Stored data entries
# # #

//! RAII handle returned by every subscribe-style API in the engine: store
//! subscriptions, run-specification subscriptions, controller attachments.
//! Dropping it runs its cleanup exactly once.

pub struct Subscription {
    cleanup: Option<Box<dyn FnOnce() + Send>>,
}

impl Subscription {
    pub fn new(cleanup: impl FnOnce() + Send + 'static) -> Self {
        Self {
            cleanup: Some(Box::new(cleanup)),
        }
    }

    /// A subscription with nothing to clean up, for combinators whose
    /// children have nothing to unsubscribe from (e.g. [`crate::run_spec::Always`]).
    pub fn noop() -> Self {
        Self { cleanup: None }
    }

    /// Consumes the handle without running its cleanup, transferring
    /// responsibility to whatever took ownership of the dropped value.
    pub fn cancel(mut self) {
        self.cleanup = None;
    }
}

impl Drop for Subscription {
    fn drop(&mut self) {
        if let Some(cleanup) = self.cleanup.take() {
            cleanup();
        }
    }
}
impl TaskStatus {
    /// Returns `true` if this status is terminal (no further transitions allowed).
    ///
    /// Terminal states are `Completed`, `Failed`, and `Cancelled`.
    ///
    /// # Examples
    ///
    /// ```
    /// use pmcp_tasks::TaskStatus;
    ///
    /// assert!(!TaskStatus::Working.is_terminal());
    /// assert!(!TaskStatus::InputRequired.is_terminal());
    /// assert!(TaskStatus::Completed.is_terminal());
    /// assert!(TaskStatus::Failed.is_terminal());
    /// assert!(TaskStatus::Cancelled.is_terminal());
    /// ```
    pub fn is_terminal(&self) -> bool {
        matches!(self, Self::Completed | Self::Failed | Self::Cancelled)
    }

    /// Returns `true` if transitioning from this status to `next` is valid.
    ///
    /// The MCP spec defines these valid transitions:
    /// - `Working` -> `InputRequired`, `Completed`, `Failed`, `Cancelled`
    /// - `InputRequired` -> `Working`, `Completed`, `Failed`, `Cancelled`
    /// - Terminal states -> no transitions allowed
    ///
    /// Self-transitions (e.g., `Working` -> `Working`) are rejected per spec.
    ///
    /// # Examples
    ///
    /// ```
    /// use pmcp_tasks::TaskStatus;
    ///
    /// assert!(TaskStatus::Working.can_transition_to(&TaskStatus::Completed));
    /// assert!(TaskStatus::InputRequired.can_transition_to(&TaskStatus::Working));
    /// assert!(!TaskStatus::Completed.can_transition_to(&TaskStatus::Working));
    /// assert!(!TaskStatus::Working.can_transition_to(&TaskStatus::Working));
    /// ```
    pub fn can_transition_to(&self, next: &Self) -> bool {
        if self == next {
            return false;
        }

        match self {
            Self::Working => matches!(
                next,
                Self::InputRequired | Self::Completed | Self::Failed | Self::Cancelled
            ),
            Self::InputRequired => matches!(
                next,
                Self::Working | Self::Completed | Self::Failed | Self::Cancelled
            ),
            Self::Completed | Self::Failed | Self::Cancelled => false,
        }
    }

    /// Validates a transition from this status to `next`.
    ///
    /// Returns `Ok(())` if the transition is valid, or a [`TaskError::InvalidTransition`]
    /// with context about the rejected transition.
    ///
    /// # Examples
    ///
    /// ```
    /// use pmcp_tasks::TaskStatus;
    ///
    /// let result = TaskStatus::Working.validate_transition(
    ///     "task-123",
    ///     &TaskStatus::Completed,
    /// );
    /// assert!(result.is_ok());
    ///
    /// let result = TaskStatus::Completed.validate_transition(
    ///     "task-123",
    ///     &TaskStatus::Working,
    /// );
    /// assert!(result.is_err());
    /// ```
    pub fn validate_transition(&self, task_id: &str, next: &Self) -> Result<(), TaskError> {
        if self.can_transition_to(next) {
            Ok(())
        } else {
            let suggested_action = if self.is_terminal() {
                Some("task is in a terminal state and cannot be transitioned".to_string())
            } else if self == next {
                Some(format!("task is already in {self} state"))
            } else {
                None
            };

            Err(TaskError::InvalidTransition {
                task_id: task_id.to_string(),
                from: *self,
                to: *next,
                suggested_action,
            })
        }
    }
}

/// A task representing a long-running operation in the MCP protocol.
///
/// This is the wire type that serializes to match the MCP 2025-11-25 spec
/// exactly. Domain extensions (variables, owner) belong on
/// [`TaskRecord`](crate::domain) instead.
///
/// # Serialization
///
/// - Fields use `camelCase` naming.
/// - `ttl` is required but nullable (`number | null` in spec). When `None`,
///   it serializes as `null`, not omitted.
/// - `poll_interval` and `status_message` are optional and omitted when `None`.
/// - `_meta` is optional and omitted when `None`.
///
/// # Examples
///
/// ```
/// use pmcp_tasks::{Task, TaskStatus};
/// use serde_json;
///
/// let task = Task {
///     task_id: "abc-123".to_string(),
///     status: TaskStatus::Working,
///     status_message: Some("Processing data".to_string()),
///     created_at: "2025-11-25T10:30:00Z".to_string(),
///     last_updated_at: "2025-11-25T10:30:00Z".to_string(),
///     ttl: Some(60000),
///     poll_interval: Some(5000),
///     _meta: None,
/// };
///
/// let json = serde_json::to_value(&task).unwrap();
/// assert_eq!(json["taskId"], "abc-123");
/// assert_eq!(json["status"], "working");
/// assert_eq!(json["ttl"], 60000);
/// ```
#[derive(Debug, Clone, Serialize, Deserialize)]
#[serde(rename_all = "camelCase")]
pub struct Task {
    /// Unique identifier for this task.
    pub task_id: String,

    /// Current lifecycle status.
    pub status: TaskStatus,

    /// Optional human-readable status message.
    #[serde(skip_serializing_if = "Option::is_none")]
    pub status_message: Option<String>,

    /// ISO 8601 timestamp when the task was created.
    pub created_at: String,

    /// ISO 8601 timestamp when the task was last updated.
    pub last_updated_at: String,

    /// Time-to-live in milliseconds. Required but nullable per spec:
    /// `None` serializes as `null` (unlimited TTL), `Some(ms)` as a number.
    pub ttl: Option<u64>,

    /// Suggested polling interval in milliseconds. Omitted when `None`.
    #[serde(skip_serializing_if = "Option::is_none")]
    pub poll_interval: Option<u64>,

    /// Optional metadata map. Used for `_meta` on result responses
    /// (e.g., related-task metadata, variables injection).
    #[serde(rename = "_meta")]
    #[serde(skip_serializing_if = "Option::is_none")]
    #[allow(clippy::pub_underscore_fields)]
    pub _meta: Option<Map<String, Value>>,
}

# # #

In this exercise, repeat all entries exactly.

//! RAII handle returned by every subscribe-style API in the engine: store
//! subscriptions, run-specification subscriptions, controller attachments.
//! Dropping it runs its cleanup exactly once.

pub struct Subscription {
    cleanup: Option<Box<dyn FnOnce() + Send>>,
}

impl Subscription {
    pub fn new(cleanup: impl FnOnce() + Send + 'static) -> Self {
        Self {
            cleanup: Some(Box::new(cleanup)),
        }
    }

    /// A subscription with nothing to clean up, for combinators whose
    /// children have nothing to unsubscribe from (e.g. [`crate::run_spec::Always`]).
    pub fn noop() -> Self {
        Self { cleanup: None }
    }

    /// Consumes the handle without running its cleanup, transferring
    /// responsibility to whatever took ownership of the dropped value.
    pub fn cancel(mut self) {
        self.cleanup = None;
    }
}

impl Drop for Subscription {
    fn drop(&mut self) {
        if let Some(cleanup) = self.cleanup.take() {
            cleanup();
        }
    }
}
impl TaskStatus {
    /// Returns `true` if this status is terminal (no further transitions allowed).
    ///
    /// Terminal states are `Completed`, `Failed`, and `Cancelled`.
    ///
    /// # Examples
    ///
    /// ```
    /// use pmcp_tasks::TaskStatus;
    ///
    /// assert!(!TaskStatus::Working.is_terminal());
    /// assert!(!TaskStatus::InputRequired.is_terminal());
    /// assert!(TaskStatus::Completed.is_terminal());
    /// assert!(TaskStatus::Failed.is_terminal());
    /// assert!(TaskStatus::Cancelled.is_terminal());
    /// ```
    pub fn is_terminal(&self) -> bool {
        matches!(self, Self::Completed | Self::Failed | Self::Cancelled)
    }

    /// Returns `true` if transitioning from this status to `next` is valid.
    ///
    /// The MCP spec defines these valid transitions:
    /// - `Working` -> `InputRequired`, `Completed`, `Failed`, `Cancelled`
    /// - `InputRequired` -> `Working`, `Completed`, `Failed`, `Cancelled`
    /// - Terminal states -> no transitions allowed
    ///
    /// Self-transitions (e.g., `Working` -> `Working`) are rejected per spec.
    ///
    /// # Examples
    ///
    /// ```
    /// use pmcp_tasks::TaskStatus;
    ///
    /// assert!(TaskStatus::Working.can_transition_to(&TaskStatus::Completed));
    /// assert!(TaskStatus::InputRequired.can_transition_to(&TaskStatus::Working));
    /// assert!(!TaskStatus::Completed.can_transition_to(&TaskStatus::Working));
    /// assert!(!TaskStatus::Working.can_transition_to(&TaskStatus::Working));
    /// ```
    pub fn can_transition_to(&self, next: &Self) -> bool {
        if self == next {
            return false;
        }

        match self {
            Self::Working => matches!(
                next,
                Self::InputRequired | Self::Completed | Self::Failed | Self::Cancelled
            ),
            Self::InputRequired => matches!(
                next,
                Self::Working | Self::Completed | Self::Failed | Self::Cancelled
            ),
            Self::Completed | Self::Failed | Self::Cancelled => false,
        }
    }

    /// Validates a transition from this status to `next`.
    ///
    /// Returns `Ok(())` if the transition is valid, or a [`TaskError::InvalidTransition`]
    /// with context about the rejected transition.
    ///
    /// # Examples
    ///
    /// ```
    /// use pmcp_tasks::TaskStatus;
    ///
    /// let result = TaskStatus::Working.validate_transition(
    ///     "task-123",
    ///     &TaskStatus::Completed,
    /// );
    /// assert!(result.is_ok());
    ///
    /// let result = TaskStatus::Completed.validate_transition(
    ///     "task-123",
    ///     &TaskStatus::Working,
    /// );
    /// assert!(result.is_err());
    /// ```
    pub fn validate_transition(&self, task_id: &str, next: &Self) -> Result<(), TaskError> {
        if self.can_transition_to(next) {
            Ok(())
        } else {
            let suggested_action = if self.is_terminal() {
                Some("task is in a terminal state and cannot be transitioned".to_string())
            } else if self == next {
                Some(format!("task is already in {self} state"))
            } else {
                None
            };

            Err(TaskError::InvalidTransition {
                task_id: task_id.to_string(),
                from: *self,
                to: *next,
                suggested_action,
            })
        }
    }
}

/// A task representing a long-running operation in the MCP protocol.
///
/// This is the wire type that serializes to match the MCP 2025-11-25 spec
/// exactly. Domain extensions (variables, owner) belong on
/// [`TaskRecord`](crate::domain) instead.
///
/// # Serialization
///
/// - Fields use `camelCase` naming.
/// - `ttl` is required but nullable (`number | null` in spec). When `None`,
///   it serializes as `null`, not omitted.
/// - `poll_interval` and `status_message` are optional and omitted when `None`.
/// - `_meta` is optional and omitted when `None`.
///
/// # Examples
///
/// ```
/// use pmcp_tasks::{Task, TaskStatus};
/// use serde_json;
///
/// let task = Task {
///     task_id: "abc-123".to_string(),
///     status: TaskStatus::Working,
///     status_message: Some("Processing data".to_string()),
///     created_at: "2025-11-25T10:30:00Z".to_string(),
///     last_updated_at: "2025-11-25T10:30:00Z".to_string(),
///     ttl: Some(60000),
///     poll_interval: Some(5000),
///     _meta: None,
/// };
///
/// let json = serde_json::to_value(&task).unwrap();
/// assert_eq!(json["taskId"], "abc-123");
/// assert_eq!(json["status"], "working");
/// assert_eq!(json["ttl"], 60000);
/// ```
#[derive(Debug, Clone, Serialize, Deserialize)]
#[serde(rename_all = "camelCase")]
pub struct Task {
    /// Unique identifier for this task.
    pub task_id: String,

    /// Current lifecycle status.
    pub status: TaskStatus,

    /// Optional human-readable status message.
    #[serde(skip_serializing_if = "Option::is_none")]
    pub status_message: Option<String>,

    /// ISO 8601 timestamp when the task was created.
    pub created_at: String,

    /// ISO 8601 timestamp when the task was last updated.
    pub last_updated_at: String,

    /// Time-to-live in milliseconds. Required but nullable per spec:
    /// `None` serializes as `null` (unlimited TTL), `Some(ms)` as a number.
    pub ttl: Option<u64>,

    /// Suggested polling interval in milliseconds. Omitted when `None`.
    #[serde(skip_serializing_if = "Option::is_none")]
    pub poll_interval: Option<u64>,

    /// Optional metadata map. Used for `_meta` on result responses
    /// (e.g., related-task metadata, variables injection).
    #[serde(rename = "_meta")]
    #[serde(skip_serializing_if = "Option::is_none")]
    #[allow(clippy::pub_underscore_fields)]
    pub _meta: Option<Map<String, Value>>,
}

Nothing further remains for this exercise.